[Stored data entries]
=== Section Start ===

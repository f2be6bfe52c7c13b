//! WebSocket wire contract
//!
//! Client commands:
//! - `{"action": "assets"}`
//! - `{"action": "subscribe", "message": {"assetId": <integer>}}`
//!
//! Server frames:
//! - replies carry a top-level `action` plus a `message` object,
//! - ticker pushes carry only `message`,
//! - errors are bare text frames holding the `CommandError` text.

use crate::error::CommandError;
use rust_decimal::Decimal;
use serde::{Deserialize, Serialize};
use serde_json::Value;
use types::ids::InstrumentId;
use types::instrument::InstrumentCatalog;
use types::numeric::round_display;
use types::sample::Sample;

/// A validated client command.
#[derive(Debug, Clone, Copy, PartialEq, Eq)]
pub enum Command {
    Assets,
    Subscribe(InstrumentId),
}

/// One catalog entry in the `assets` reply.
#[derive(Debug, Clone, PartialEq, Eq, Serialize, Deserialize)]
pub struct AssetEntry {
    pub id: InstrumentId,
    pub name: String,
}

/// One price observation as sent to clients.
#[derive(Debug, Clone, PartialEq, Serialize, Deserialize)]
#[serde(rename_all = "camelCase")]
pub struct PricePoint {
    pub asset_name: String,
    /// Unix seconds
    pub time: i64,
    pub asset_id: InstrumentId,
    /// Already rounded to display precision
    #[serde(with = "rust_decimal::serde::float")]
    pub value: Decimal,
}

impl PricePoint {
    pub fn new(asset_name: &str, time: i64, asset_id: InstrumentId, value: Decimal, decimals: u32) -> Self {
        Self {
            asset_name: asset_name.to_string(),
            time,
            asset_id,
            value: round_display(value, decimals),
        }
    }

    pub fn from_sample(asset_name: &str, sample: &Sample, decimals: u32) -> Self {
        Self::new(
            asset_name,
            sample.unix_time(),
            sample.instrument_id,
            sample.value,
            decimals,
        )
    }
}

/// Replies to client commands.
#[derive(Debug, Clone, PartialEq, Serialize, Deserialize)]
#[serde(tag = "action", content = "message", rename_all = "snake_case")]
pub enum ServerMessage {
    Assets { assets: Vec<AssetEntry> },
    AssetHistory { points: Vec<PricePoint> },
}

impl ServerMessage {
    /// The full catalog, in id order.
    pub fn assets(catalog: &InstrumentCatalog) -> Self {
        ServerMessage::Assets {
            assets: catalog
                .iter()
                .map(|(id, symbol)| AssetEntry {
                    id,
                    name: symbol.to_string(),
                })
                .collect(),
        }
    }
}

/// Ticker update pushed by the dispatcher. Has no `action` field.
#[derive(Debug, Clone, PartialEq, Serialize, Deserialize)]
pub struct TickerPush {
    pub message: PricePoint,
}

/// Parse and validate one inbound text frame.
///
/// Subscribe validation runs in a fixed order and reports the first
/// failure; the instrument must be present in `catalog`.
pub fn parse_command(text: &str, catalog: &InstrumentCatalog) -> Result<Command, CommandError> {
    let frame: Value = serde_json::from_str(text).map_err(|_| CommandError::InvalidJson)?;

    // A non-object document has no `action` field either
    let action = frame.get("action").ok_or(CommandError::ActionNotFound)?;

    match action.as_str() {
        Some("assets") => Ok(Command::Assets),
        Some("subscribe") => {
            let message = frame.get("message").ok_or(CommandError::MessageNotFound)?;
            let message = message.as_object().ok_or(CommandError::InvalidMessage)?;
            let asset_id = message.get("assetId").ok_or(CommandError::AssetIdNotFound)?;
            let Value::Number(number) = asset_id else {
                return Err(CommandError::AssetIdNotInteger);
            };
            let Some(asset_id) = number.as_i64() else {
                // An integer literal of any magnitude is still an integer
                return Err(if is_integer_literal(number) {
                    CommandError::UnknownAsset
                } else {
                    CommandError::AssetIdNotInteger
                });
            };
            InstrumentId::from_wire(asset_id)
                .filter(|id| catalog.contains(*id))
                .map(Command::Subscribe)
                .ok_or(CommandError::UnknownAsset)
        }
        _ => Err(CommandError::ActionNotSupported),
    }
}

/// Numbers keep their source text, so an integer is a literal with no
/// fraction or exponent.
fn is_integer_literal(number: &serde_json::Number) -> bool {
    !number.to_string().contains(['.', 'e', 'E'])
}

=== Section End ===

Assigned task.
In the entries above, find every line holding the word "struct" and copy it out.

Finished task.
pub struct AssetEntry {
pub struct PricePoint {
pub struct TickerPush {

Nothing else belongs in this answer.